**TASK DIRECTIONS**
Report each line of the records where "crate" occurs.
[PROVIDED DATA Boundary: Start]
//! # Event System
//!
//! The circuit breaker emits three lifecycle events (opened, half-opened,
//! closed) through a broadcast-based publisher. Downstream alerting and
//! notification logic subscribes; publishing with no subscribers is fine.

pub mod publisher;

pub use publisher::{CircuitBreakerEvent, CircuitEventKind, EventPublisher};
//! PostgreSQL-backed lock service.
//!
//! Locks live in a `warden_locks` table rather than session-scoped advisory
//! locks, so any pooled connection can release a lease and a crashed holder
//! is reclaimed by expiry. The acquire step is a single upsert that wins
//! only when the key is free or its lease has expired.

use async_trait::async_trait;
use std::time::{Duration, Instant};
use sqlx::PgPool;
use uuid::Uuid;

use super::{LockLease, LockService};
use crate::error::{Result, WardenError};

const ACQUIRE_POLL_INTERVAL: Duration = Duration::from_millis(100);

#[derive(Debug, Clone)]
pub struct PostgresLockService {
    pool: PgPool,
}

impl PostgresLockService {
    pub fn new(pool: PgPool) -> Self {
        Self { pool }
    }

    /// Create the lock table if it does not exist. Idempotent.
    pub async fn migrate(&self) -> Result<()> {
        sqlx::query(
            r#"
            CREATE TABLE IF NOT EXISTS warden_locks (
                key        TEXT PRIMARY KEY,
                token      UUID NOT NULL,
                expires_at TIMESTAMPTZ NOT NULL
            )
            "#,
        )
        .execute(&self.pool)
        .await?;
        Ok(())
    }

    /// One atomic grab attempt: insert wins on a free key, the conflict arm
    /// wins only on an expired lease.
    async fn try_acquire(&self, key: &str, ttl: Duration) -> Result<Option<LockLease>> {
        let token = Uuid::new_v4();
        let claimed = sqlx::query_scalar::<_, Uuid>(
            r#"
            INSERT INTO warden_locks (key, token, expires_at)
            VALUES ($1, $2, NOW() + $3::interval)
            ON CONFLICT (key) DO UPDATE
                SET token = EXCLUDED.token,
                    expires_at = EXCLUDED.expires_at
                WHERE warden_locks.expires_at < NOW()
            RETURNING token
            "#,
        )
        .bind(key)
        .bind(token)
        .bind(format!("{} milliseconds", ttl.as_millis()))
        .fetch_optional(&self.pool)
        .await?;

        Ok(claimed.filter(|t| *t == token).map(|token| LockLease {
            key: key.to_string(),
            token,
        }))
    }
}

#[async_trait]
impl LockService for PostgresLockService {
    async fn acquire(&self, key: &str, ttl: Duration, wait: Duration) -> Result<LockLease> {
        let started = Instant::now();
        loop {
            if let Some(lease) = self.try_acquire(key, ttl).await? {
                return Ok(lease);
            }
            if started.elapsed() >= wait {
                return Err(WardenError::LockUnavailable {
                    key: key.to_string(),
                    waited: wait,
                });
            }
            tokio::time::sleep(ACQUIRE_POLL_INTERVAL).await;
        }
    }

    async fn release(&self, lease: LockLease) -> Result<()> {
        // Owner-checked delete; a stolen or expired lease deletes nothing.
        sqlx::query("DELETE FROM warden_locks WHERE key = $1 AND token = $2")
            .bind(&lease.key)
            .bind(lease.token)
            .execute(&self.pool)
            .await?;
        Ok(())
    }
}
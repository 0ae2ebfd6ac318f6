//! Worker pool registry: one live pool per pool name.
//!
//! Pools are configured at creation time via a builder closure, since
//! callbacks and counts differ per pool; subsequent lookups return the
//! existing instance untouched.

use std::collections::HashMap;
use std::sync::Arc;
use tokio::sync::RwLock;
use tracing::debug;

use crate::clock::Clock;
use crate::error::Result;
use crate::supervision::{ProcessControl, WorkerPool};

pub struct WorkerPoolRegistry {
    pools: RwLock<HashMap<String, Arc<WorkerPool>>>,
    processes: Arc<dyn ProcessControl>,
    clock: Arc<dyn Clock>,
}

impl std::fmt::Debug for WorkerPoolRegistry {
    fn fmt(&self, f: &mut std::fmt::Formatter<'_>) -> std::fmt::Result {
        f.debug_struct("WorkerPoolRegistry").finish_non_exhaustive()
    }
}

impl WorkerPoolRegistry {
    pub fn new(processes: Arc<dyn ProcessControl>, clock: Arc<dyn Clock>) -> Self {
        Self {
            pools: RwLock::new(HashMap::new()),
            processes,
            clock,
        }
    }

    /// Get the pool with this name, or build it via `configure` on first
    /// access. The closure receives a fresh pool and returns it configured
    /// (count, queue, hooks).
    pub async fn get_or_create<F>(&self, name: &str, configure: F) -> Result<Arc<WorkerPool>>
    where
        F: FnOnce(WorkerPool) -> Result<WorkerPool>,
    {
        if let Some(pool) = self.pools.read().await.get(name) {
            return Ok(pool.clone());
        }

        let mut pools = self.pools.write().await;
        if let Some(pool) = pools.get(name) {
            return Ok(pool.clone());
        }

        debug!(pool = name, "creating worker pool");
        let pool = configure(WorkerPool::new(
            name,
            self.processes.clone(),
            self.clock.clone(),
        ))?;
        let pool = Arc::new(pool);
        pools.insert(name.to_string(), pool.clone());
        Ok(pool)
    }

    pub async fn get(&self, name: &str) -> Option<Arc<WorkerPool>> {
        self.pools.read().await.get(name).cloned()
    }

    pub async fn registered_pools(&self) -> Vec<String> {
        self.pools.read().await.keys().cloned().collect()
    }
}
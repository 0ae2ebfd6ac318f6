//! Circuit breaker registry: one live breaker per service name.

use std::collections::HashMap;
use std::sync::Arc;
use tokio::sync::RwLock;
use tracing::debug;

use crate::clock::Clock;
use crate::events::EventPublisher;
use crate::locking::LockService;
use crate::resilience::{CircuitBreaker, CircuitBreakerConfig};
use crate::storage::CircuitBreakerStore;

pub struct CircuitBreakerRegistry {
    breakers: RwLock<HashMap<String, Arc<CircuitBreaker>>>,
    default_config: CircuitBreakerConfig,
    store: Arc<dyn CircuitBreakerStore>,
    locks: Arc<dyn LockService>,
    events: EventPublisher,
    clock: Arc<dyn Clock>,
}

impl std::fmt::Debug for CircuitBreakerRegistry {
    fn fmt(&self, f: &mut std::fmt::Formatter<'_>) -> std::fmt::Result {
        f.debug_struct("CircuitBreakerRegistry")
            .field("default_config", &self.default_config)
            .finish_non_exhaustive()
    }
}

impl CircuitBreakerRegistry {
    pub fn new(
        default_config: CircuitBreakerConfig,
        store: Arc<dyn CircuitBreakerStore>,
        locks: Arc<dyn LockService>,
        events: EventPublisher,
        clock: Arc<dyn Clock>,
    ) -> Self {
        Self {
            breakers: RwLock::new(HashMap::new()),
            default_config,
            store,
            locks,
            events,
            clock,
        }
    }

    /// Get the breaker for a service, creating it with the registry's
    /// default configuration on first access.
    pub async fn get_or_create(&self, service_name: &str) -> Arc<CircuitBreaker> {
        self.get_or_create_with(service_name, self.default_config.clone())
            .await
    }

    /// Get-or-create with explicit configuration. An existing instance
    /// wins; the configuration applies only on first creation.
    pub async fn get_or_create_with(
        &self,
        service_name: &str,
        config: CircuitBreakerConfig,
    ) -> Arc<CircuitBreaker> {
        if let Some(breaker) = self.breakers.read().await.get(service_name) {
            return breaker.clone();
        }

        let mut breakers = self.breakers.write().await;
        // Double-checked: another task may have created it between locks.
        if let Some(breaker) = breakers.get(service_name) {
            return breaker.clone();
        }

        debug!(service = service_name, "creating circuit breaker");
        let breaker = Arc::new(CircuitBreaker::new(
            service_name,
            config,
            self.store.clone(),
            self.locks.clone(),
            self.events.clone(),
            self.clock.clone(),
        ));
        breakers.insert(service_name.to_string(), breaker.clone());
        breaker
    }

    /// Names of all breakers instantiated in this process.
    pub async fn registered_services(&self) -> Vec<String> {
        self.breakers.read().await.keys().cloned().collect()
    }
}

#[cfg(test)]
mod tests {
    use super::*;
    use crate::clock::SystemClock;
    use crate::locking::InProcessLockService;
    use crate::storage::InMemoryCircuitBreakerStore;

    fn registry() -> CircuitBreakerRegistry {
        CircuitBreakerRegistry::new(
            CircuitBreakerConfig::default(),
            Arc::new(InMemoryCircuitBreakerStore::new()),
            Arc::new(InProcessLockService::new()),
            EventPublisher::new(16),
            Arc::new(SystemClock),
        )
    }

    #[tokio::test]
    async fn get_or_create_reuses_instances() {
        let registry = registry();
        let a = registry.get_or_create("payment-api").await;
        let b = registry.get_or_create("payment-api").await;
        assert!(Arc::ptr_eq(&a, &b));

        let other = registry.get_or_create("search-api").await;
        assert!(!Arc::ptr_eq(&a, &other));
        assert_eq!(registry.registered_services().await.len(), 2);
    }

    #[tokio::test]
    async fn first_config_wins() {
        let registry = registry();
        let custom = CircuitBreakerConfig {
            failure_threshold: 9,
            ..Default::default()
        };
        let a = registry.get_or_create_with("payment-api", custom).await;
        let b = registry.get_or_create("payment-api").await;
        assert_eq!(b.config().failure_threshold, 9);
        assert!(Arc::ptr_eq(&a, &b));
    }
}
[PROVIDED DATA Boundary: End]
**COMPLETED EXERCISE**
use crate::error::{Result, WardenError};
use crate::clock::Clock;
use crate::error::Result;
use crate::supervision::{ProcessControl, WorkerPool};
use crate::clock::Clock;
use crate::events::EventPublisher;
use crate::locking::LockService;
use crate::resilience::{CircuitBreaker, CircuitBreakerConfig};
use crate::storage::CircuitBreakerStore;
    use crate::clock::SystemClock;
    use crate::locking::InProcessLockService;
    use crate::storage::InMemoryCircuitBreakerStore;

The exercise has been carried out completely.